Não há razões para medo

A ex-candidata de origem portuguesa às presidenciais da Venezuela serenou ontem os imigrantes portugueses, afirmando que as reformas do presidente Hugo Chávez não vão prejudicar a comunidade lusa.
16 de Fevereiro de 2007 às 00:00
A venezuelana de origem portuguesa apoia o presidente Chávez
A venezuelana de origem portuguesa apoia o presidente Chávez FOTO: Manuel de Almeida, Lusa
“Não há razões para ter medo. Todas as reformas em curso visam melhorar o desenvolvimento da Venezuela”, afirmou Venezuela Portuguesa da Silva em entrevista à Agência Lusa, frisando que Chávez “é um bom presidente”, que deseja combater a pobreza de “80% da população”.
Os comentários da advogada de 53 anos, filha de pai português e de mãe venezuelana, seguiram-se aos receios veiculados por dezenas de empresários portugueses, após a aprovação de novas medidas de “aprofundamento da via socialista” da Venezuela. As novas reformas, aprovadas após a reeleição nas presidenciais de Dezembro de 2006, incluem a fixação de preços de produtos de primeira necessidade e prevêem, nomeadamente, o encerramento temporário dos estabelecimentos que não cumpram as normas.
Portuguesa da Silva manifestou disponibilidade para integrar o novo governo venezuelano, caso seja convidada pelo presidente. “Chávez pensa sobretudo nos mais necessitados e essa é a minha área”, frisou, aludindo ao seu trabalho diário na área de apoio aos mais necessitados. “Tento encontrar soluções para os problemas dos venezuelanos e ensinar-lhes que a resposta para os seus problemas está neles mesmos”, sublinhou, garantindo que para fazer o seu trabalho não precisa de “ser ministra ou de ter um cargo político”.
NACIONALIZAR SUPERMERCADOS
O presidente Hugo Chávez pondera nacionalizar todos os supermercados que não respeitem os preços máximos da carne e de outros produtos alimentares. Os comerciantes alegam que a inflação os impede de respeitar a tabela oficial e muitos lojistas suspenderam, para já, a venda de carne, leite e açúcar.

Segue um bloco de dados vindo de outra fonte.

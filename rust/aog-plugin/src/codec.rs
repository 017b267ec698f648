//! Length-delimited frame codec.
//!
//! Frames are written as a 4-byte big-endian length prefix followed by the
//! prost-encoded [`Frame`]. The codec plugs into `tokio_util::codec::Framed`
//! on both sides of the pipe.

use bytes::{Buf, BufMut, BytesMut};
use prost::Message;
use tokio_util::codec::{Decoder, Encoder};

use crate::proto::Frame;

/// Upper bound on a single frame. Large enough for model payloads, small
/// enough to catch a desynchronized pipe before it eats all memory.
pub const MAX_FRAME_LEN: usize = 32 * 1024 * 1024;

/// Codec for [`Frame`]s over a byte stream.
#[derive(Debug, Default, Clone, Copy)]
pub struct FrameCodec;

impl Encoder<Frame> for FrameCodec {
    type Error = std::io::Error;

    fn encode(&mut self, frame: Frame, dst: &mut BytesMut) -> Result<(), Self::Error> {
        let len = frame.encoded_len();
        if len > MAX_FRAME_LEN {
            return Err(std::io::Error::new(
                std::io::ErrorKind::InvalidInput,
                format!("frame of {len} bytes exceeds {MAX_FRAME_LEN}"),
            ));
        }
        dst.reserve(4 + len);
        dst.put_u32(len as u32);
        frame
            .encode(dst)
            .map_err(|e| std::io::Error::new(std::io::ErrorKind::InvalidData, e))
    }
}

impl Decoder for FrameCodec {
    type Item = Frame;
    type Error = std::io::Error;

    fn decode(&mut self, src: &mut BytesMut) -> Result<Option<Self::Item>, Self::Error> {
        if src.len() < 4 {
            return Ok(None);
        }

        let len = u32::from_be_bytes([src[0], src[1], src[2], src[3]]) as usize;
        if len > MAX_FRAME_LEN {
            return Err(std::io::Error::new(
                std::io::ErrorKind::InvalidData,
                format!("frame of {len} bytes exceeds {MAX_FRAME_LEN}"),
            ));
        }
        if src.len() < 4 + len {
            src.reserve(4 + len - src.len());
            return Ok(None);
        }

        src.advance(4);
        let body = src.split_to(len);
        let frame = Frame::decode(body.freeze())
            .map_err(|e| std::io::Error::new(std::io::ErrorKind::InvalidData, e))?;
        Ok(Some(frame))
    }
}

O governo reagiu apreendendo bens que afirma estarem a ser armazenados para fazer disparar os preços. “Se insistirem em violar os interesses do povo, a Constituição e as leis, vou apossar-me dos armazéns e das lojas, vou ficar com os supermercados e nacionalizá-los”, avisou Chávez.
Além desta querela, alguns proprietários estão preocupados com outra medida em estudo, que os obrigará a conceder um intervalo na jornada de trabalho para que os funcionários possam estudar a doutrina socialista.